On one point, however, he is correct. There are similarities on the left-wing of the Democratic Party from Vietnam, through the Central American wars of the 1980s, to Iraq today. McGovern is not the only reminder of this disgraceful history. Daniel Ortega, the former Sandinista dictator, was elected president of Nicaragua on November 5. In his victory speech, Ortega thanked his leftist brothers Hugo Chavez in Venezuela and Fidel Castro in Cuba. Castro praised Ortega, whose armed movement was one of several Castro (with Soviet backing) had supported in the 1980s, saying his election fills our people with joy, at the same time filling the terrorist and genocidal government of the United States with opprobrium. For his part, Ortega talked of the Iraq War and how the new Democratic majority in the U.S. Congress should force America to pull its troops out of that country.
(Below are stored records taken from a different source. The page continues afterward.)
//! Error taxonomy for the harness.
//!
//! Two categories of failure exist. Environment failures (missing TLS
//! credentials, a port that cannot be freed) invalidate every later
//! measurement and abort the run. Everything else is scoped to a single
//! target, scenario or report file and is logged while the run continues.

use std::path::PathBuf;
use std::process::ExitStatus;
use thiserror::Error;

/// Errors raised by the harness components.
#[derive(Debug, Error)]
pub enum HarnessError {
    /// The operating system refused to launch a server process.
    #[error("failed to start {target}: {source}")]
    Startup {
        target: String,
        #[source]
        source: std::io::Error,
    },

    /// The server launched but never answered the readiness probe.
    #[error("{target} did not become ready on port {port} after {attempts} probe(s): {reason}")]
    Readiness {
        target: String,
        port: u16,
        attempts: u32,
        reason: String,
    },

    /// The load generator could not be spawned or exited unsuccessfully.
    #[error("load generator failed for {target}/{scenario}: {reason}")]
    BenchmarkInvocation {
        target: String,
        scenario: String,
        reason: String,
        status: Option<ExitStatus>,
    },

    /// A report file is not valid JSON or has no usable name.
    #[error("malformed report {}: {reason}", path.display())]
    MalformedReport { path: PathBuf, reason: String },

    /// A port stayed bound after teardown.
    #[error("port {port} is still bound after teardown (holders: {holders:?})")]
    PortReclaim { port: u16, holders: Vec<i32> },

    /// A TLS credential file required at startup is absent.
    #[error("missing TLS credential: {}", path.display())]
    MissingCredential { path: PathBuf },

    #[error(transparent)]
    Io(#[from] std::io::Error),

    #[error(transparent)]
    Json(#[from] serde_json::Error),
}

impl HarnessError {
    /// Whether this error must abort the whole run.
    pub fn is_fatal(&self) -> bool {
        matches!(
            self,
            HarnessError::PortReclaim { .. } | HarnessError::MissingCredential { .. }
        )
    }
}

pub type HarnessResult<T> = std::result::Result<T, HarnessError>;
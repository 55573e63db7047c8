//! # Redis vs KeyDB Benchmark Suite Library
//!
//! Drives comparative load tests of Redis and KeyDB servers on one host. The
//! harness launches each server in turn, drives it with `memtier_benchmark`
//! under a set of workload scenarios, and turns the resulting JSON reports
//! into a text summary, a JSON comparison and SVG charts.
//!
//! ## Architecture Overview
//!
//! - `cli`: command-line parsing and the immutable [`RunConfig`]
//! - `scenario`: workload shapes (SET:GET ratio, rate limit, client count)
//! - `server`: process controller (start, readiness probe, stop)
//! - `port`: port inspection and reclamation after teardown
//! - `benchmark`: load generator invocation
//! - `results`: report parsing and the [`ResultTable`]
//! - `report`: `summary.txt` and `comparison.json`
//! - `plot`: SVG charts
//! - `suite`: orchestration and failure policy
//!
//! Only one server process is alive at any time, and its port is verified
//! free before the next target starts.
//!
//! ## Usage Example
//!
//! ```rust,no_run
//! use clap::Parser;
//! use kv_benchmark::{Args, BenchmarkSuite, RunConfig};
//!
//! #[tokio::main]
//! async fn main() -> anyhow::Result<()> {
//!     let args = Args::parse_from(["kv-benchmark", "--workload", "all", "--clients", "10", "50"]);
//!     let config = RunConfig::from_args(&args)?;
//!
//!     let outcome = BenchmarkSuite::new(config).run().await?;
//!     for result in outcome.table.iter() {
//!         println!("{} {}: {:.0} ops/s", result.target, result.scenario, result.ops_per_sec);
//!     }
//!     Ok(())
//! }
//! ```

/// Load generator invocation
///
/// Builds the `memtier_benchmark` command line for a scenario and runs it to
/// completion against a live server.
pub mod benchmark;

/// Command-line interface and configuration
///
/// Provides argument parsing using clap and converts user-friendly CLI options
/// into the run configuration. Includes:
/// - Duration parsing with human-readable formats (e.g., "30s", "2m")
/// - Workload selection with "all" expansion
/// - TLS credential verification before any process starts
pub mod cli;

pub mod error;
pub mod logging;

/// SVG charts rendered with plotters
pub mod plot;

pub mod port;

/// Summary and comparison output
pub mod report;

/// Report parsing and aggregation
///
/// Normalizes the supported report layouts and builds the result table keyed
/// by target and scenario.
pub mod results;

pub mod scenario;

/// Server process lifecycle
///
/// Starting, readiness probing and bounded shutdown of the servers under
/// test.
pub mod server;

pub mod suite;
pub mod utils;

pub use cli::{Args, RunConfig, TargetKind, Workload};
pub use error::{HarnessError, HarnessResult};
pub use results::{BenchmarkResult, ResultTable};
pub use scenario::Scenario;
pub use server::{ServerCommand, ServerHandle};
pub use suite::{BenchmarkSuite, SuiteOutcome};

/// The current version of the benchmark suite
///
/// Recorded in `comparison.json` for reproducibility.
pub const VERSION: &str = env!("CARGO_PKG_VERSION");

/// Default configuration values
pub mod defaults {
    /// Server threads and load generator threads
    pub const THREADS: u32 = 4;

    /// Clients per load generator thread
    pub const CLIENTS: u32 = 50;

    /// Value size in bytes
    pub const KEY_SIZE: u32 = 32;

    /// Requests per second per connection in the rate-limited workload
    pub const RATE_LIMIT: u32 = 10_000;

    pub const REDIS_PORT: u16 = 6379;
    pub const KEYDB_PORT: u16 = 6389;

    /// Where the KeyDB source tree keeps its test certificates
    pub const CERT_DIR: &str = "./KeyDB/tests/tls";

    pub const TLS_CERT_FILE: &str = "keydb.crt";
    pub const TLS_KEY_FILE: &str = "keydb.key";
    pub const TLS_CA_FILE: &str = "ca.crt";
}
Ortega knows the power of Congress to help foreign thugs like himself by constraining American actions. Starting in 1982, Democratic Rep. Edward Boland sponsored measures adopted by Congress to prohibit the Reagan administration from providing military support for the purpose of overthrowing the Government of Nicaragua, then a Marxist junta led by Ortega. There were loopholes in the law, which the National Security Council exploited to continue aiding the anti-Communist Contra rebels. President Ronald Reagan called Ortega's regime one of the world's principal refuges for international terrorists and a partner of Iran, Libya, North Korea, and Cuba.